Phase behaviour and defect structure of soft rods on a sphere
Jaydeep Mandal, Hartmut Löwen, Prabal K. Maiti
TL;DR
The paper addresses how spherical topology influences phase behavior and defect structures of soft, repulsive spherocylinders confined to a spherical surface. It employs particle-resolved molecular dynamics with a three-step expansion protocol to map the phase diagram as a function of aspect ratio $A$ and packing fraction $\eta$, identifying crystal (K), smectic (Sm), nematic (N), and isotropic (I) phases and their characteristic defects.
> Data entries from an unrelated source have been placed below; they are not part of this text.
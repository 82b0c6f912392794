//! Command handlers for the CLI.
//!
//! Called from `main` after config is loaded. Per-source failures during a
//! combined sync are printed and do not abort the other source.

use std::time::Duration;

use chrono::NaiveDate;
use sqlx::PgPool;

use insiderdb_core::{AppConfig, RunSummary, TransactionType, VerificationStatus};
use insiderdb_db::AlertFilter;
use insiderdb_edgar::{CikMap, EdgarClient};
use insiderdb_reddit::RedditClient;
use insiderdb_sync::VerifyRequest;

async fn connect(config: &AppConfig) -> anyhow::Result<PgPool> {
    let pool_config = insiderdb_db::PoolConfig::from_app_config(config);
    let pool = insiderdb_db::connect_pool(&config.database_url, pool_config).await?;
    insiderdb_db::run_migrations(&pool).await?;
    Ok(pool)
}

fn edgar_client(config: &AppConfig) -> anyhow::Result<EdgarClient> {
    EdgarClient::new(
        &config.sec_user_agent,
        config.request_timeout_secs,
        config.max_retries,
        config.retry_backoff_base_secs,
    )
    .map_err(|e| anyhow::anyhow!("failed to build EDGAR client: {e}"))
}

fn print_summary(label: &str, summary: &RunSummary) {
    println!(
        "{label}: fetched {} / parsed {} / qualified {} / stored {} / skipped {}",
        summary.fetched, summary.parsed, summary.qualified, summary.stored, summary.skipped
    );
    for error in &summary.errors {
        println!("  error: {error}");
    }
}

/// Run the requested sync sources sequentially.
///
/// # Errors
///
/// Returns an error if the database or a client cannot be set up, or if
/// every requested source failed outright.
pub(crate) async fn run_sync(config: &AppConfig, sec: bool, reddit: bool) -> anyhow::Result<()> {
    let pool = connect(config).await?;
    let mut failures = Vec::new();

    if sec {
        let edgar = edgar_client(config)?;
        match insiderdb_sync::run_sec_sync(&pool, &edgar, config).await {
            Ok(summary) => print_summary("sec", &summary),
            Err(e) => {
                tracing::error!(error = %e, "SEC sync failed");
                failures.push(format!("sec: {e}"));
            }
        }
    }

    if reddit {
        let client = RedditClient::new(&config.sec_user_agent, config.request_timeout_secs)
            .map_err(|e| anyhow::anyhow!("failed to build Reddit client: {e}"))?;
        match insiderdb_sync::run_reddit_sync(&pool, &client, config).await {
            Ok(summary) => print_summary("reddit", &summary),
            Err(e) => {
                tracing::error!(error = %e, "Reddit sync failed");
                failures.push(format!("reddit: {e}"));
            }
        }
    }

    let requested = usize::from(sec) + usize::from(reddit);
    if !failures.is_empty() && failures.len() == requested {
        anyhow::bail!("all requested syncs failed: [{}]", failures.join("; "));
    }
    Ok(())
}

/// Verify one claimed transaction against EDGAR and print the outcome.
pub(crate) async fn run_verify(
    config: &AppConfig,
    ticker: String,
    date: Option<NaiveDate>,
    amount: Option<String>,
    insider: Option<String>,
) -> anyhow::Result<()> {
    let edgar = edgar_client(config)?;
    let cik_map = CikMap::new(Duration::from_secs(config.cik_map_ttl_secs));
    let request = VerifyRequest {
        ticker,
        trade_date: date,
        amount,
        insider_name: insider,
        filing_id: None,
    };

    let outcome = insiderdb_sync::verify(&edgar, &cik_map, &request).await?;

    println!("status:  {}", outcome.status.as_str());
    println!("message: {}", outcome.message);
    if let Some(name) = &outcome.company_name {
        println!("company: {name}");
    }
    if let Some(cik) = &outcome.cik {
        println!("cik:     {cik}");
    }
    if let Some(filing) = &outcome.matched_filing {
        println!("matched: {} ({})", filing.accession_number, filing.url);
    }
    for filing in &outcome.recent_filings {
        println!(
            "recent:  {} filed {} ({})",
            filing.accession_number, filing.filing_date, filing.url
        );
    }
    Ok(())
}

/// List persisted alerts with the given filters.
pub(crate) async fn run_alerts(
    config: &AppConfig,
    ticker: Option<String>,
    transaction_type: Option<String>,
    status: Option<String>,
    limit: Option<i64>,
) -> anyhow::Result<()> {
    if let Some(t) = transaction_type.as_deref() {
        if TransactionType::parse(t).is_none() {
            anyhow::bail!("unknown transaction type '{t}' (expected buy or sell)");
        }
    }
    if let Some(s) = status.as_deref() {
        if VerificationStatus::parse(s).is_none() {
            anyhow::bail!("unknown verification status '{s}'");
        }
    }

    let pool = connect(config).await?;
    let filter = AlertFilter {
        transaction_type,
        verification_status: status,
        ticker,
        limit: limit.unwrap_or(50).clamp(1, 200),
        offset: 0,
    };

    let rows = insiderdb_db::list_alerts(&pool, &filter).await?;
    if rows.is_empty() {
        println!("no alerts match the given filters");
        return Ok(());
    }

    for row in rows {
        println!(
            "{} {} {} {} {} shares @ {} (total {}) [{}] {}",
            row.filing_date,
            row.ticker,
            row.transaction_type,
            row.insider_name,
            row.shares,
            row.price_per_share,
            row.total_value,
            row.verification_status,
            row.source_url,
        );
    }
    Ok(())
}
A nematic phase emerges only above a critical aspect ratio $A_c$ in the range $(6,7)$, with four $+\tfrac{1}{2}$ defects arranged on a great circle; lower-$A$ systems melt sequentially from K to Sm to I, with Sm–I and N–I transitions appearing at larger $A$. The results show robust phase behavior against finite-size effects and provide experimentally testable predictions for Pickering emulsions and biological morphogenesis, while highlighting how curvature and topology govern defect structures on curved substrates.
Abstract
Using particle-resolved molecular-dynamics simulations, we compute the phase diagram for soft repulsive spherocylinders confined on the surface of a sphere. While crystal (K), smectic (Sm), and isotropic (I) phases exhibit a stability region for any aspect ratio of the spherocylinders, a nematic phase emerges only beyond a critical aspect ratio lying between 6.0 and 7.0. As required by the topology of the confining sphere, the ordered phases exhibit a total orientational defect charge of +2. In detail, the crystal and smectic phases exhibit two +1 defects at the poles, whereas the nematic phase features four +1/2 defects which are connected along a great circle. For aspect ratios above the critical value, lowering the packing fraction drives a sequence of transitions: the crystal melts into a smectic phase, which then transforms into a nematic through the splitting of the +1 defects into pairs of +1/2 defects that progressively move apart, thereby increasing their angular separation. Eventually, at very low densities, orientational fluctuations stabilize an isotropic phase. Our simulations data can be experimentally verified in Pickering emulsions and are relevant to understand the morphogenesis in epithelial tissues.